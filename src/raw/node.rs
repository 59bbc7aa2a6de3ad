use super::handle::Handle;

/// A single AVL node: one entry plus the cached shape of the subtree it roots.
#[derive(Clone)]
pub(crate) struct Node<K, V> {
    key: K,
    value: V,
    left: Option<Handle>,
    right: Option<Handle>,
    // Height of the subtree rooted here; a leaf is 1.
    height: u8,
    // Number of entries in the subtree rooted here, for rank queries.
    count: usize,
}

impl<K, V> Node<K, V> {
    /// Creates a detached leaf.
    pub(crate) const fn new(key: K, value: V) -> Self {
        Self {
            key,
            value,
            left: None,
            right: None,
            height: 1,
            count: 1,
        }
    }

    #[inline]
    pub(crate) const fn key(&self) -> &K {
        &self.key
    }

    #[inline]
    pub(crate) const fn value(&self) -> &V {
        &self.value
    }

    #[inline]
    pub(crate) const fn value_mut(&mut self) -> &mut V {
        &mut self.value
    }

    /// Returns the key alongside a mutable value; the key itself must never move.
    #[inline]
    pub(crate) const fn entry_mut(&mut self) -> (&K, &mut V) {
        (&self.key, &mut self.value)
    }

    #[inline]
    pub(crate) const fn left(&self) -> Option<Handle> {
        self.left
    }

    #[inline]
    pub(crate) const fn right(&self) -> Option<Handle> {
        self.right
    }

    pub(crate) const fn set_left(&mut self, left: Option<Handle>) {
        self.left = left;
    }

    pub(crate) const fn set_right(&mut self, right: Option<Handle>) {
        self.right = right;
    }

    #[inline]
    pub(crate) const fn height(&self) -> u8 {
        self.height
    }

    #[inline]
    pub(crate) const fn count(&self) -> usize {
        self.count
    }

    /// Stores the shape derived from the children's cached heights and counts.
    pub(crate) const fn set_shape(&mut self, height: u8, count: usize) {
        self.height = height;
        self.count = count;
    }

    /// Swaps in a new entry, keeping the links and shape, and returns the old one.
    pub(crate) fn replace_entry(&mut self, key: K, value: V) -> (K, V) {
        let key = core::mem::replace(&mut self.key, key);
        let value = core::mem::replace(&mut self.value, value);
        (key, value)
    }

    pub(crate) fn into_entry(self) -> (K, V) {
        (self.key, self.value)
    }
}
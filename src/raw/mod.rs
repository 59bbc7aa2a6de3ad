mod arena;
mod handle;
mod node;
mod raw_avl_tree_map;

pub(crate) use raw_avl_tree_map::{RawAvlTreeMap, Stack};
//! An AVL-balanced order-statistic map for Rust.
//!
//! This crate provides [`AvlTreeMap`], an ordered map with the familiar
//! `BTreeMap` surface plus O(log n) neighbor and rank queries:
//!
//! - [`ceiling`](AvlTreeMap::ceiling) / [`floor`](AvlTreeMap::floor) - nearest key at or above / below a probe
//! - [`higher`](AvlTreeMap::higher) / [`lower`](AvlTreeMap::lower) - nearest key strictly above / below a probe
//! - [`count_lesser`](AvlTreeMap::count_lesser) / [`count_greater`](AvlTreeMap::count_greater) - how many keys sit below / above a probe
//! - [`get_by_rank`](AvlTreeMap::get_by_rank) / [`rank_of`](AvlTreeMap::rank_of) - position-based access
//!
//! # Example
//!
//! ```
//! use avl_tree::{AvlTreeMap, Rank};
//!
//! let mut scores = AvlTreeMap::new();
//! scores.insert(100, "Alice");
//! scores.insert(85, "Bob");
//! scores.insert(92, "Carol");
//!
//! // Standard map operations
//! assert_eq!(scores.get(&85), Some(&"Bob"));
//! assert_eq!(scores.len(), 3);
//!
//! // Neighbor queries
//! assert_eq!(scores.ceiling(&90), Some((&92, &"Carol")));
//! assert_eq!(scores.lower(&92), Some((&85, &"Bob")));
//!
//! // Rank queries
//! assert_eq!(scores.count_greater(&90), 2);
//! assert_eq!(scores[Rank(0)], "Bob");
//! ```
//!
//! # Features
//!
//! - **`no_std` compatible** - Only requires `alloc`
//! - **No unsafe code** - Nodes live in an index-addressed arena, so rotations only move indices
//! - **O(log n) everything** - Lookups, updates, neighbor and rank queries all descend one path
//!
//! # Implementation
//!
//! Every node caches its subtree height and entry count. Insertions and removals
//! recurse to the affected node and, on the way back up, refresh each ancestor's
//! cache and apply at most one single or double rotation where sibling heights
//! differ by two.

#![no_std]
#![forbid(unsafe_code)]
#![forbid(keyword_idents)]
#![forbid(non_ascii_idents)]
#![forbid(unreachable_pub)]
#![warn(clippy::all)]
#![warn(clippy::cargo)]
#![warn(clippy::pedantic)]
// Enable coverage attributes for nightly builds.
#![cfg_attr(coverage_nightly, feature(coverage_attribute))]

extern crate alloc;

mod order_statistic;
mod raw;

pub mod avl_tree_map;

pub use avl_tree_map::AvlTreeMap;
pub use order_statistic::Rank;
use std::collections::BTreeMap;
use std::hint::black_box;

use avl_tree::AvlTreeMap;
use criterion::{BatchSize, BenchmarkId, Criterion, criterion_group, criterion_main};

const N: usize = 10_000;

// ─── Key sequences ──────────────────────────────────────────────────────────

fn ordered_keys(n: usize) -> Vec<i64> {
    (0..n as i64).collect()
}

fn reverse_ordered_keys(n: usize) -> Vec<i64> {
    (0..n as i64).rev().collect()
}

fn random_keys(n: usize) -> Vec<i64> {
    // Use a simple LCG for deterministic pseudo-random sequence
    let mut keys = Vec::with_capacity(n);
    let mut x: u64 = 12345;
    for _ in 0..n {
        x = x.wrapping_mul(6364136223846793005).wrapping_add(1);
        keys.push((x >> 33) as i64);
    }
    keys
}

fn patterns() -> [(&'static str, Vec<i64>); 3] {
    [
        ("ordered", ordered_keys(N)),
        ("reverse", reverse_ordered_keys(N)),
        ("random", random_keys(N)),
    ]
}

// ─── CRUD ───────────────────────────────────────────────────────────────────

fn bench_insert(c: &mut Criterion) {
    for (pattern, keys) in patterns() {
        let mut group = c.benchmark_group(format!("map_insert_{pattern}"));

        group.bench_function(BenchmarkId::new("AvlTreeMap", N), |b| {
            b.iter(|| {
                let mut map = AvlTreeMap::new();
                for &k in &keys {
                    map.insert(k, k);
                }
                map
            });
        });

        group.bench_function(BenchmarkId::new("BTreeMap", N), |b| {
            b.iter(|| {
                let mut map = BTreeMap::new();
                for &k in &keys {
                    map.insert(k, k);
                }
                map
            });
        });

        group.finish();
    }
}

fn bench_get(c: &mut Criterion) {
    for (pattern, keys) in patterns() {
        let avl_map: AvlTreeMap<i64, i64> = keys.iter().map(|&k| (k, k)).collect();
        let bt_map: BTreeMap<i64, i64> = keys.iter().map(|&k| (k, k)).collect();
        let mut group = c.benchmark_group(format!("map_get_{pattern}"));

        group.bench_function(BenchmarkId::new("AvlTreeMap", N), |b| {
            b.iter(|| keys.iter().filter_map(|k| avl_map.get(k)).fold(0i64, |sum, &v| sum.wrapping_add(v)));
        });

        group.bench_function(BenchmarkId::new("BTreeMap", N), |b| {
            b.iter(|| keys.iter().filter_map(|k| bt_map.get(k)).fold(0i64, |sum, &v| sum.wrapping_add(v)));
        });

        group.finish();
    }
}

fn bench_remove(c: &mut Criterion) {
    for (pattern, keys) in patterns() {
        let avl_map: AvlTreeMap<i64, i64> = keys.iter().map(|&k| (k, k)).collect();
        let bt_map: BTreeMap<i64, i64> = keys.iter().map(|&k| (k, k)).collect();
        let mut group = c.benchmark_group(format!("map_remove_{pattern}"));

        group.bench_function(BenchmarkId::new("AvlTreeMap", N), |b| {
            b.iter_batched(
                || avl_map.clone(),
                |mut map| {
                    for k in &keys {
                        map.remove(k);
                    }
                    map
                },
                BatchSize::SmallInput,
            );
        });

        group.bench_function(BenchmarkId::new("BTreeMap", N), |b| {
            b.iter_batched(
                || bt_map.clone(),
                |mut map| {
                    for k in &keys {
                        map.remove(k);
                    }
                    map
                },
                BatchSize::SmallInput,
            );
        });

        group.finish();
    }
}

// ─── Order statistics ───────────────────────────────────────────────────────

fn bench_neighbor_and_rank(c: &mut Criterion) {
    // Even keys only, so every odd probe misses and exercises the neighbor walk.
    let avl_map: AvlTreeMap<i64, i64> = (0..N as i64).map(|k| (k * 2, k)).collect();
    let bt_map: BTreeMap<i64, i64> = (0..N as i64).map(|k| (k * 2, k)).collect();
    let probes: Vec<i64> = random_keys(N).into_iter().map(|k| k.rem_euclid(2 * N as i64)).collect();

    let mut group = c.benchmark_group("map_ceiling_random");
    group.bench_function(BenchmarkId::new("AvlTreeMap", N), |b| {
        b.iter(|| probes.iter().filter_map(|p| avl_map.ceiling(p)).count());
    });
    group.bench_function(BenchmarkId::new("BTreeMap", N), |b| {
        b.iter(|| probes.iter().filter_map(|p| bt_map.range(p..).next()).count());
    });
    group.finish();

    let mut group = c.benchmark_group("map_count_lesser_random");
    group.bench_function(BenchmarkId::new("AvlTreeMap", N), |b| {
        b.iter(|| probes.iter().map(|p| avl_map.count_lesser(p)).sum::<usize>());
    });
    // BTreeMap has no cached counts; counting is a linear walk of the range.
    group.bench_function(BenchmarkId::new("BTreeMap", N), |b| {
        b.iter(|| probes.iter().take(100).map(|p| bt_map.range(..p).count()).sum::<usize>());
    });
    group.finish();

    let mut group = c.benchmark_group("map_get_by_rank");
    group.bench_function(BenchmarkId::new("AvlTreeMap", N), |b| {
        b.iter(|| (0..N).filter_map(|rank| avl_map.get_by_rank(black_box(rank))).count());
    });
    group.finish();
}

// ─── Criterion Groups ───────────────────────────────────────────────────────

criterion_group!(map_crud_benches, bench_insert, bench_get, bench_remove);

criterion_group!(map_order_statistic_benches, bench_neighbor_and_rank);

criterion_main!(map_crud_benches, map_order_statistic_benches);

▬▬▬▬▬▬

- [What needs to be done]:
Return only the part of the records above that opens with the line containing "(&self.key, &mut self.value)" and closes with the line containing "above a probe", ends included.

- [Written response]:
        (&self.key, &mut self.value)
    }

    #[inline]
    pub(crate) const fn left(&self) -> Option<Handle> {
        self.left
    }

    #[inline]
    pub(crate) const fn right(&self) -> Option<Handle> {
        self.right
    }

    pub(crate) const fn set_left(&mut self, left: Option<Handle>) {
        self.left = left;
    }

    pub(crate) const fn set_right(&mut self, right: Option<Handle>) {
        self.right = right;
    }

    #[inline]
    pub(crate) const fn height(&self) -> u8 {
        self.height
    }

    #[inline]
    pub(crate) const fn count(&self) -> usize {
        self.count
    }

    /// Stores the shape derived from the children's cached heights and counts.
    pub(crate) const fn set_shape(&mut self, height: u8, count: usize) {
        self.height = height;
        self.count = count;
    }

    /// Swaps in a new entry, keeping the links and shape, and returns the old one.
    pub(crate) fn replace_entry(&mut self, key: K, value: V) -> (K, V) {
        let key = core::mem::replace(&mut self.key, key);
        let value = core::mem::replace(&mut self.value, value);
        (key, value)
    }

    pub(crate) fn into_entry(self) -> (K, V) {
        (self.key, self.value)
    }
}
filename src/raw/mod.rs
repository 59bbc7aa2a6de3ad
mod arena;
mod handle;
mod node;
mod raw_avl_tree_map;

pub(crate) use raw_avl_tree_map::{RawAvlTreeMap, Stack};
//! An AVL-balanced order-statistic map for Rust.
//!
//! This crate provides [`AvlTreeMap`], an ordered map with the familiar
//! `BTreeMap` surface plus O(log n) neighbor and rank queries:
//!
//! - [`ceiling`](AvlTreeMap::ceiling) / [`floor`](AvlTreeMap::floor) - nearest key at or above / below a probe
//! - [`higher`](AvlTreeMap::higher) / [`lower`](AvlTreeMap::lower) - nearest key strictly above / below a probe
//! - [`count_lesser`](AvlTreeMap::count_lesser) / [`count_greater`](AvlTreeMap::count_greater) - how many keys sit below / above a probe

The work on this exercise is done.